The World Today for July 31, 2023


Going A-Courting


Russian President Vladimir Putin was on a charm offensive at the recent Russia–Africa Summit in St. Petersburg. Russia’s invasion of Ukraine – or the “special military operation”, as it’s called in Moscow – was likely a hot topic of conversation at the event, given how it has impacted Ukrainian grain exports that are vital to the survival of Africans, Al Jazeera reported.

Leaders of the African Union started the summit by calling for Putin to reinstate a United Nations-brokered deal that allowed Ukraine to export grain out of its Black Sea ports. “The problem of grains and fertilizers concerns everyone,” Comoros President Azali Assoumani told Russian media, according to Politico.

Putin dropped out of the UN-brokered grain deal because he said the UN had told him Russia would receive help in exporting its grain and other products, explained Reuters. That help never came, however, according to the Russian president. He also alleged that the deal enriched American and European companies that were buying and reselling Ukrainian grain, Newsweek added.

At the summit, Putin promised to ship as many as six grain aid packages up to 50,000 tons each to Burkina Faso, the Central African Republic, Eritrea, Mali, Somalia, and Zimbabwe over the next few months, wrote the Associated Press. The move was clearly intended to expand Russian influence in Africa at a time when Western nations are funneling aid to Ukraine and have imposed sanctions on Russia.
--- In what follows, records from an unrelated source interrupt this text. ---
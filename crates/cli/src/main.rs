//! Tavola command line.
//!
//! Drives the live query engine against the in-memory store so its
//! behaviour (coalescing, silent refreshes, rebinding) can be watched from a
//! terminal. Set `RUST_LOG` or pass `--verbose` to see the engine's events.

use std::path::PathBuf;

use chrono::NaiveDate;
use clap::{Parser, Subcommand};
use tavola_sync::EngineConfig;
use tracing::info;

mod demo;

/// Command line arguments.
#[derive(Parser, Debug)]
#[command(name = "tavola")]
#[command(about = "Live query engine for reservation views")]
struct Args {
	/// Engine configuration file (TOML)
	#[arg(short, long, value_name = "PATH")]
	config: Option<PathBuf>,

	/// Verbose logging
	#[arg(short, long)]
	verbose: bool,

	#[command(subcommand)]
	command: Command,
}

#[derive(Subcommand, Debug)]
enum Command {
	/// Bind a reservations view over seeded data and exercise it
	Demo {
		/// Day to show
		#[arg(short, long, value_name = "YYYY-MM-DD", default_value = "2026-01-19")]
		date: NaiveDate,

		/// Rows written in one burst
		#[arg(short, long, default_value_t = 20)]
		burst: usize,
	},
}

#[tokio::main]
async fn main() -> anyhow::Result<()> {
	let args = Args::parse();

	setup_tracing(args.verbose);

	let config = match &args.config {
		Some(path) => {
			info!(path = %path.display(), "loading engine config");
			EngineConfig::load(path)?
		}
		None => EngineConfig::default(),
	};

	match args.command {
		Command::Demo { date, burst } => demo::run(config, date, burst).await,
	}
}

fn setup_tracing(verbose: bool) {
	use tracing_subscriber::EnvFilter;

	let filter = EnvFilter::try_from_default_env().unwrap_or_else(|_| {
		if verbose {
			EnvFilter::new("tavola_sync=debug,tavola_bus=debug,tavola_memstore=debug,info")
		} else {
			EnvFilter::new("warn")
		}
	});

	tracing_subscriber::fmt()
		.with_env_filter(filter)
		.with_writer(std::io::stderr)
		.with_target(true)
		.init();
}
“Our country will continue supporting needy states and regions, in particular, with its humanitarian deliveries,” said Putin at the summit. “We seek to actively participate in building a fairer system of distribution of resources. We are taking maximum efforts to avert a global food crisis.”

Politics and economics are certainly playing a role in this generosity, analysts say. The Russian mercenary organization, the Wagner Group, currently has troops in the Central African Republic and Mali, a militia that is helping to prop up autocratic regimes in these countries, noted Africanews /Agence France-Presse. Wagner is reportedly interested in working in Burkina Faso and has offered to fight in Somalia. Eritrea has voted alongside Russia in the UN on Ukrainian-related matters. Wagner might also have financial interests in Zimbabwe.

In fact, Wagner boss Yevgeny Prigozhin appeared on the sidelines of the event just a month after launching a failed mutiny, Politico reported.

Meanwhile, Putin and some African leaders had a meeting of the minds on other issues, too.

At the summit, for example, the head of the Russian Orthodox Church, Patriarch Kirill I, denounced the West for advocating progressive values like gay rights, reported the New York Times. Many socially conservative countries in Africa such as Uganda have enacted draconian laws against homosexuality.

All the dictators were happy nobody was there to raise objections.